• Task to complete
Isolate every line in the records below with "matches" in it.

• Study material
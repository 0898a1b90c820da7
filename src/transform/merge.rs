// src/transform/merge.rs

use arrow::{
    array::{Array, ArrayRef, Int16Array},
    compute::{cast, cast_with_options, CastOptions},
    datatypes::{DataType, Field, Schema},
    record_batch::RecordBatch,
    row::{Row, RowConverter, SortField},
};
use std::{collections::HashMap, sync::Arc};
use tracing::{info, instrument, warn};

use super::schema::{TOTAL_POPULATION, YEAR};
use crate::{
    error::{PipelineError, Result},
    table,
};

/// Inner natural join: rows pair up when every column name the two tables
/// share holds equal, non-null values. Output is the left columns followed by
/// the right table's other columns, in left-then-right row order.
#[instrument(level = "info", skip_all)]
pub fn merge(left: &RecordBatch, right: &RecordBatch) -> Result<RecordBatch> {
    if left.num_rows() == 0 || right.num_rows() == 0 {
        return Err(PipelineError::EmptyInput { stage: "merge" });
    }
    if table::column_index(left, YEAR).is_none() {
        return Err(PipelineError::MissingJoinKey { side: "left" });
    }
    if table::column_index(right, YEAR).is_none() {
        return Err(PipelineError::MissingJoinKey { side: "right" });
    }

    let left_names = table::column_names(left);
    let right_names = table::column_names(right);
    let keys: Vec<&String> = left_names
        .iter()
        .filter(|n| right_names.contains(n))
        .collect();
    if keys.len() > 1 {
        warn!(keys = ?keys, "tables share columns besides `year`; joining on all of them");
    }

    let mut left_keys: Vec<ArrayRef> = Vec::with_capacity(keys.len());
    let mut right_keys: Vec<ArrayRef> = Vec::with_capacity(keys.len());
    for key in &keys {
        let (Some(l), Some(r)) = (left.column_by_name(key), right.column_by_name(key)) else {
            continue;
        };
        let common = key_type(l.data_type(), r.data_type());
        left_keys.push(cast(l, &common)?);
        right_keys.push(cast(r, &common)?);
    }

    let converter = RowConverter::new(
        left_keys
            .iter()
            .map(|a| SortField::new(a.data_type().clone()))
            .collect(),
    )?;
    let left_rows = converter.convert_columns(&left_keys)?;
    let right_rows = converter.convert_columns(&right_keys)?;

    let has_null = |cols: &[ArrayRef], i: usize| cols.iter().any(|c| c.is_null(i));

    let mut by_key: HashMap<Row<'_>, Vec<u32>> = HashMap::new();
    for i in 0..right.num_rows() {
        if !has_null(&right_keys[..], i) {
            by_key.entry(right_rows.row(i)).or_default().push(i as u32);
        }
    }

    let mut left_idx = Vec::new();
    let mut right_idx = Vec::new();
    for i in 0..left.num_rows() {
        if has_null(&left_keys[..], i) {
            continue;
        }
        if let Some(matches) = by_key.get(&left_rows.row(i)) {
            for &j in matches {
                left_idx.push(i as u32);
                right_idx.push(j);
            }
        }
    }
    if left_idx.is_empty() {
        return Err(PipelineError::EmptyMerge);
    }

    let right_extra: Vec<usize> = right_names
        .iter()
        .enumerate()
        .filter(|(_, n)| !keys.contains(n))
        .map(|(i, _)| i)
        .collect();
    let left_part = table::take_rows(left, &left_idx)?;
    let right_part = table::take_rows(&table::select_columns(right, &right_extra)?, &right_idx)?;

    let fields: Vec<Field> = left_part
        .schema()
        .fields()
        .iter()
        .chain(right_part.schema().fields().iter())
        .map(|f| Field::clone(f))
        .collect();
    let columns: Vec<ArrayRef> = left_part
        .columns()
        .iter()
        .chain(right_part.columns().iter())
        .cloned()
        .collect();
    let merged = RecordBatch::try_new(Arc::new(Schema::new(fields)), columns)?;

    info!(
        rows = merged.num_rows(),
        columns = merged.num_columns(),
        "tables merged"
    );
    Ok(merged)
}

/// Type both sides of a key are compared in. Mixed numeric keys meet in
/// `Float64` so a fractional value can never truncate into a match.
fn key_type(left: &DataType, right: &DataType) -> DataType {
    if left != right && table::is_numeric(left) && table::is_numeric(right) {
        DataType::Float64
    } else {
        left.clone()
    }
}

/// `year` → Int16, `total_population` (if any) to position 1, rows by
/// `year` descending. The sort is stable and puts null years last.
#[instrument(level = "info", skip_all)]
pub fn finalize(merged: &RecordBatch) -> Result<RecordBatch> {
    let Some(idx) = table::column_index(merged, YEAR) else {
        return Err(PipelineError::MissingColumn {
            stage: "finalize",
            column: YEAR,
        });
    };
    let year = cast_with_options(
        merged.column(idx),
        &DataType::Int16,
        &CastOptions {
            safe: false,
            ..Default::default()
        },
    )?;
    let typed = table::replace_column(merged, idx, year)?;
    let reordered = table::move_column(&typed, TOTAL_POPULATION, 1)?;

    let year_idx = table::column_index(&reordered, YEAR).unwrap_or(0);
    let years = reordered
        .column(year_idx)
        .as_any()
        .downcast_ref::<Int16Array>()
        .ok_or(PipelineError::MissingColumn {
            stage: "finalize",
            column: YEAR,
        })?;
    let key = |i: u32| years.is_valid(i as usize).then(|| years.value(i as usize));
    let mut order: Vec<u32> = (0..reordered.num_rows() as u32).collect();
    order.sort_by(|&a, &b| key(b).cmp(&key(a)));

    Ok(table::take_rows(&reordered, &order)?)
}
use crate::error::{PipelineError, Result};
use serde::Deserialize;
use std::{
    env, fs,
    path::{Path, PathBuf},
    time::Duration,
};
use tracing::{debug, info};

pub const CONFIG_ENV: &str = "WAGEPIPE_CONFIG";
pub const DATA_DIR_ENV: &str = "WAGEPIPE_DATA_DIR";
const DEFAULT_CONFIG_FILE: &str = "wagepipe.yaml";

/// Run-wide settings, built once in `main` and handed to every stage.
#[derive(Debug, Clone, Deserialize)]
#[serde(default)]
pub struct Config {
    pub data_dir: PathBuf,
    /// Where `<slug>.zip` lands; defaults to `data_dir`.
    pub archive_dir: Option<PathBuf>,
    pub credentials_source: PathBuf,
    pub credentials_dir: Option<PathBuf>,
    pub wages_dataset: String,
    pub employment_dataset: String,
    pub max_retries: u32,
    pub retry_delay_secs: u64,
    pub download_timeout_secs: u64,
    pub impute_strategy: String,
    pub database_file: PathBuf,
    pub parquet_snapshot: Option<PathBuf>,
}

impl Default for Config {
    fn default() -> Self {
        Self {
            data_dir: PathBuf::from("data"),
            archive_dir: None,
            credentials_source: PathBuf::from("kaggle.json"),
            credentials_dir: None,
            wages_dataset: "asaniczka/wages-by-education-in-the-usa-1973-2022".into(),
            employment_dataset: "asaniczka/employment-to-population-ratio-for-usa-1979-2023"
                .into(),
            max_retries: 3,
            retry_delay_secs: 3,
            download_timeout_secs: 300,
            impute_strategy: "mean".into(),
            database_file: PathBuf::from("wages_and_employment_data.db"),
            parquet_snapshot: None,
        }
    }
}

impl Config {
    /// Load from `$WAGEPIPE_CONFIG`, else `./wagepipe.yaml`, else defaults.
    /// `$WAGEPIPE_DATA_DIR` wins over whatever the file says.
    pub fn load() -> Result<Self> {
        let path = env::var_os(CONFIG_ENV)
            .map(PathBuf::from)
            .unwrap_or_else(|| PathBuf::from(DEFAULT_CONFIG_FILE));

        let mut cfg = if path.exists() {
            info!(path = %path.display(), "loading config");
            Self::from_file(&path)?
        } else {
            debug!(path = %path.display(), "no config file, using defaults");
            Self::default()
        };

        if let Some(dir) = env::var_os(DATA_DIR_ENV) {
            cfg.data_dir = PathBuf::from(dir);
        }
        Ok(cfg)
    }

    pub fn from_file(path: &Path) -> Result<Self> {
        let text = fs::read_to_string(path)?;
        Self::from_yaml(&text)
            .map_err(|e| PipelineError::Config(format!("{}: {}", path.display(), e)))
    }

    pub fn from_yaml(text: &str) -> std::result::Result<Self, serde_yaml::Error> {
        serde_yaml::from_str(text)
    }

    pub fn archive_dir(&self) -> &Path {
        self.archive_dir.as_deref().unwrap_or(&self.data_dir)
    }

    pub fn database_path(&self) -> PathBuf {
        self.data_dir.join(&self.database_file)
    }

    pub fn retry_delay(&self) -> Duration {
        Duration::from_secs(self.retry_delay_secs)
    }

    pub fn download_timeout(&self) -> Duration {
        Duration::from_secs(self.download_timeout_secs)
    }

    /// `credentials_dir` if set, otherwise `~/.kaggle`.
    pub fn credentials_dir(&self) -> Result<PathBuf> {
        if let Some(dir) = &self.credentials_dir {
            return Ok(dir.clone());
        }
        env::var_os("HOME")
            .or_else(|| env::var_os("USERPROFILE"))
            .map(|home| PathBuf::from(home).join(".kaggle"))
            .ok_or_else(|| PipelineError::Config("cannot locate home directory".into()))
    }
}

• Solution to this task
        if let Some(matches) = by_key.get(&left_rows.row(i)) {
            for &j in matches {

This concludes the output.